SUJET II : « La philosophie nous aide à mieux vivre »

Introduction

La philosophie est-elle une discipline purement théorique, réservée aux spécialistes, ou peut-elle avoir une utilité pratique dans notre vie quotidienne ? Les philosophes antiques la concevaient comme un art de vivre.

I. La philosophie comme art de vivre

A. La philosophie antique
Pour Épicure, Épictète, Marc Aurèle, philosopher c’est apprendre à vivre heureux. Les exercices spirituels (méditation, examen de conscience) visent la sagesse pratique.

B. La recherche du bonheur
La philosophie nous aide à distinguer les vrais biens des faux, les désirs naturels des désirs vains. Elle nous libère des illusions et des passions excessives.

C. L’acceptation de la condition humaine
La philosophie nous prépare à affronter la mort, la souffrance, l’incertitude. Les stoïciens enseignaient à distinguer ce qui dépend de nous de ce qui n’en dépend pas.

II. Les limites de cette aide

A. Le risque de l’intellectualisme
Savoir ne suffit pas à bien vivre. On peut connaître le bien sans le faire (Aristote : acrasie). La philosophie peut rester théorique et sans effet sur la conduite.

B. Les conditions matérielles
La philosophie ne nourrit pas, ne soigne pas. Sans conditions minimales d’existence, la réflexion est un luxe inaccessible.

C. L’angoisse philosophique
La philosophie peut aussi troubler : le doute, la remise en question des certitudes peuvent être source d’angoisse (Kierkegaard, Heidegger).

III. Une aide précieuse mais non suffisante

La philosophie nous donne des outils de réflexion, de recul critique, de compréhension de soi et du monde. Elle ne garantit pas le bonheur mais peut y contribuer en nous rendant plus lucides et plus libres.

Conclusion

La philosophie peut nous aider à mieux vivre si elle ne reste pas lettre morte mais devient une pratique quotidienne. Elle est une sagesse en acte, non un simple savoir.

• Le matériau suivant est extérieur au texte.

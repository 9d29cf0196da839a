pub mod channels;
pub mod config_cmd;
pub mod simulate;

use wizlink_config::Config;

use crate::cli::{Command, GlobalOpts};
use crate::error::CliError;
use crate::log_buffer::LogBuffer;

/// Route a config-backed command to its handler.
pub async fn dispatch(
    cmd: Command,
    config: &Config,
    global: &GlobalOpts,
    logs: &LogBuffer,
) -> Result<(), CliError> {
    match cmd {
        Command::Simulate(args) => simulate::handle(&args, config, global, logs).await,
        Command::Channels => channels::handle(config, global),
        Command::Config(_) | Command::Completions(_) => unreachable!("handled in main"),
    }
}
impl Transport for LoopbackTransport {
    type Server = LoopbackServer;

    fn advertise(&self, config: &AdvertisingConfig) -> BoxStream<'static, AdEvent> {
        let inner = Arc::clone(&self.inner);
        let failure = inner.advertise_failure.borrow().clone();
        let device_name = config.device_name.clone();

        Box::pin(async_stream::stream! {
            if let Some(reason) = failure {
                yield AdEvent::Failed { reason };
            } else {
                inner.advertising.send_replace(true);
                let _guard = AdvertisingGuard(Arc::clone(&inner));
                debug!(device_name = %device_name, "loopback advertising started");
                yield AdEvent::Started;
                std::future::pending::<()>().await;
            }
        })
    }

    async fn start_server(&self, service: &GattServiceConfig) -> Result<LoopbackServer, Error> {
        self.inner.server_starts.fetch_add(1, Ordering::SeqCst);

        let failure = self.inner.start_failure.borrow().clone();
        if let Some(message) = failure {
            return Err(Error::ServerStart { message });
        }

        let server = LoopbackServer::new(service.clone());
        self.inner.server.send_replace(Some(server.clone()));
        debug!(service = %service.uuid, "loopback GATT server ready");
        Ok(server)
    }
}

// ── LoopbackServer ───────────────────────────────────────────────────

/// In-memory GATT server. Centrals attach via [`connect`](Self::connect).
#[derive(Clone)]
pub struct LoopbackServer {
    inner: Arc<ServerInner>,
}

struct ServerInner {
    service: GattServiceConfig,
    connections: watch::Sender<ConnectionMap<LoopbackCharacteristic>>,
    presets: watch::Sender<BTreeMap<Uuid, Bytes>>,
    next_id: AtomicU64,
    stopped: AtomicBool,
}

impl fmt::Debug for LoopbackServer {
    fn fmt(&self, f: &mut fmt::Formatter<'_>) -> fmt::Result {
        f.debug_struct("LoopbackServer")
            .field("service", &self.inner.service.uuid)
            .field("connections", &self.connection_count())
            .field("stopped", &self.is_stopped())
            .finish()
    }
}

impl LoopbackServer {
    fn new(service: GattServiceConfig) -> Self {
        Self {
            inner: Arc::new(ServerInner {
                service,
                connections: watch::Sender::new(Arc::new(BTreeMap::new())),
                presets: watch::Sender::new(BTreeMap::new()),
                next_id: AtomicU64::new(1),
                stopped: AtomicBool::new(false),
            }),
        }
    }

    pub fn service(&self) -> &GattServiceConfig {
        &self.inner.service
    }

    pub fn is_stopped(&self) -> bool {
        self.inner.stopped.load(Ordering::SeqCst)
    }

    pub fn connection_count(&self) -> usize {
        self.inner.connections.borrow().len()
    }

    /// Value every characteristic `uuid` starts with on future connections.
    pub fn preset_value(&self, uuid: Uuid, value: impl Into<Bytes>) {
        let value = value.into();
        self.inner.presets.send_modify(|presets| {
            presets.insert(uuid, value);
        });
    }

    /// Connect a central that discovers the full hosted service.
    pub fn connect(&self) -> Result<LoopbackCentral, Error> {
        let all: Vec<Uuid> = self
            .inner
            .service
            .characteristics
            .iter()
            .map(|c| c.uuid)
            .collect();
        self.connect_with(&all)
    }

    /// Connect a central whose discovery only yields `characteristics`.
    pub fn connect_with(&self, characteristics: &[Uuid]) -> Result<LoopbackCentral, Error> {
        self.attach(self.inner.service.uuid, characteristics)
    }

    /// Connect a central exposing an unrelated service.
    pub fn connect_foreign(&self, service_uuid: Uuid) -> Result<LoopbackCentral, Error> {
        self.attach(service_uuid, &[])
    }

    fn attach(&self, service_uuid: Uuid, characteristics: &[Uuid]) -> Result<LoopbackCentral, Error> {
        if self.is_stopped() {
            return Err(Error::ServerStopped);
        }

        let id = ConnectionId(self.inner.next_id.fetch_add(1, Ordering::SeqCst));
        let characteristics: Vec<LoopbackCharacteristic> = {
            let presets = self.inner.presets.borrow();
            characteristics
                .iter()
                .map(|uuid| {
                    let initial = presets.get(uuid).cloned().unwrap_or_default();
                    LoopbackCharacteristic::new(*uuid, initial)
                })
                .collect()
        };

        let connection = Connection {
            id,
            services: vec![Service {
                uuid: service_uuid,
                characteristics: characteristics.clone(),
            }],
        };
        self.inner.connections.send_modify(|map| {
            let mut next = (**map).clone();
            next.insert(id, connection);
            *map = Arc::new(next);
        });
        debug!(connection = %id, "loopback central connected");

        Ok(LoopbackCentral {
            id,
            server: self.clone(),
            characteristics,
        })
    }
}

impl Server for LoopbackServer {
    type Characteristic = LoopbackCharacteristic;

    fn connections(&self) -> watch::Receiver<ConnectionMap<LoopbackCharacteristic>> {
        self.inner.connections.subscribe()
    }

    fn cancel_connection(&self, id: ConnectionId) {
        self.inner.connections.send_if_modified(|map| {
            let mut next = (**map).clone();
            let Some(removed) = next.remove(&id) else {
                return false;
            };
            for service in &removed.services {
                for characteristic in &service.characteristics {
                    characteristic.close();
                }
            }
            *map = Arc::new(next);
            debug!(connection = %id, "loopback connection cancelled");
            true
        });
    }

    fn stop(&self) {
        if self.inner.stopped.swap(true, Ordering::SeqCst) {
            return;
        }
        self.inner.connections.send_modify(|map| {
            for connection in map.values() {
                for service in &connection.services {
                    for characteristic in &service.characteristics {
                        characteristic.close();
                    }
                }
            }
            *map = Arc::new(BTreeMap::new());
        });
        debug!("loopback GATT server stopped");
    }
}
//! CLI error types with miette diagnostics.
//!
//! Maps core, config and transport failures into user-facing errors
//! with actionable help text and a stable exit code.

use miette::Diagnostic;
use thiserror::Error;

use wizlink_config::ConfigError;
use wizlink_core::{Capability, CoreError};

/// Process exit codes.
pub mod exit_code {
    pub const GENERAL: i32 = 1;
    pub const USAGE: i32 = 2;
    pub const NOT_FOUND: i32 = 4;
    pub const PERMISSION: i32 = 5;
    pub const CONFLICT: i32 = 6;
    pub const CONNECTION: i32 = 7;
    pub const TIMEOUT: i32 = 8;
}

#[derive(Debug, Error, Diagnostic)]
pub enum CliError {
    // ── Permissions ──────────────────────────────────────────────────
    #[error("Missing capabilities: {}", format_capabilities(.missing))]
    #[diagnostic(
        code(wizlink::permission_required),
        help("Grant the listed capabilities and start again, or drop the matching --deny flags.")
    )]
    PermissionRequired { missing: Vec<Capability> },

    // ── Resources ────────────────────────────────────────────────────
    #[error("{resource_type} '{identifier}' not found")]
    #[diagnostic(
        code(wizlink::not_found),
        help("Run: wizlink {list_command} to see available {resource_type}s")
    )]
    NotFound {
        resource_type: String,
        identifier: String,
        list_command: String,
    },

    #[error("Config file already exists at {path}")]
    #[diagnostic(
        code(wizlink::conflict),
        help("Use --force to overwrite it.")
    )]
    AlreadyExists { path: String },

    // ── Validation ───────────────────────────────────────────────────
    #[error("Invalid value for {field}: {reason}")]
    #[diagnostic(code(wizlink::validation))]
    Validation { field: String, reason: String },

    // ── Configuration ────────────────────────────────────────────────
    #[error(transparent)]
    #[diagnostic(
        code(wizlink::config),
        help("Inspect the effective configuration with: wizlink config show")
    )]
    Config(#[from] ConfigError),

    // ── Service ──────────────────────────────────────────────────────
    #[error(transparent)]
    #[diagnostic(code(wizlink::core))]
    Core(#[from] CoreError),

    #[error(transparent)]
    #[diagnostic(code(wizlink::transport))]
    Transport(#[from] wizlink_gatt::Error),

    // ── Timeout ──────────────────────────────────────────────────────
    #[error("Timed out after {seconds}s waiting for {step}")]
    #[diagnostic(
        code(wizlink::timeout),
        help("Run again with -vv to see what the service was doing.")
    )]
    Timeout { step: String, seconds: u64 },

    // ── IO / Serialization ───────────────────────────────────────────
    #[error(transparent)]
    Io(#[from] std::io::Error),

    #[error("Failed to render JSON: {0}")]
    #[diagnostic(code(wizlink::json))]
    Json(#[from] serde_json::Error),

    #[error("Failed to render YAML: {0}")]
    #[diagnostic(code(wizlink::yaml))]
    Yaml(#[from] serde_yaml::Error),
}

fn format_capabilities(missing: &[Capability]) -> String {
    missing
        .iter()
        .map(ToString::to_string)
        .collect::<Vec<_>>()
        .join(", ")
}

impl CliError {
    /// Map this error to an exit code for process termination.
    pub fn exit_code(&self) -> i32 {
        match self {
            Self::PermissionRequired { .. } => exit_code::PERMISSION,
            Self::NotFound { .. } => exit_code::NOT_FOUND,
            Self::AlreadyExists { .. } => exit_code::CONFLICT,
            Self::Validation { .. } | Self::Config(ConfigError::Validation { .. }) => {
                exit_code::USAGE
            }
            Self::Timeout { .. } => exit_code::TIMEOUT,
            Self::Transport(_) | Self::Core(CoreError::Transport(_)) => exit_code::CONNECTION,
            Self::Core(CoreError::Config { .. }) => exit_code::USAGE,
            _ => exit_code::GENERAL,
        }
    }
}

SUJET III : Commentaire — Nietzsche, Le Gai Savoir

Introduction

Dans ce passage du Gai Savoir, Nietzsche examine les présupposés de la science. Il affirme que la science repose sur une croyance préalable : la croyance en la valeur de la vérité.

I. La science n’est pas sans présupposition

Contrairement à ce que prétend le positivisme, la science ne part pas de zéro. Elle présuppose que la vérité existe, qu’elle est accessible, et surtout qu’elle est “nécessaire”, c’est-à-dire désirable et préférable à l’erreur. Ce présupposé n’est pas lui-même scientifiquement démontrable.

II. La vérité comme valeur suprême

La science affirme que “rien n’est aussi nécessaire que la vérité” et que “tout le reste n’est d’importance que secondaire”. Cette hiérarchie des valeurs est un choix, une “conviction”, une “croyance”. Pourquoi préférer le vrai au faux, au confortable, à l’utile ?

III. La question nietzschéenne : la valeur de la vérité

Nietzsche pose une question radicale : “Qu’est-ce qui en nous veut la vérité ?” La volonté de vérité pourrait être une forme de la volonté de puissance, ou au contraire une forme de faiblesse (refus d’affronter l’illusion). La vérité n’est peut-être pas toujours vitale.

Intérêt philosophique

Ce texte inaugure une critique de la science qui sera développée au XXe siècle. Il montre que la science, comme toute entreprise humaine, repose sur des valeurs non fondées scientifiquement. Cela n’invalide pas la science mais la resitue dans le champ des activités humaines, avec ses présupposés et ses limites.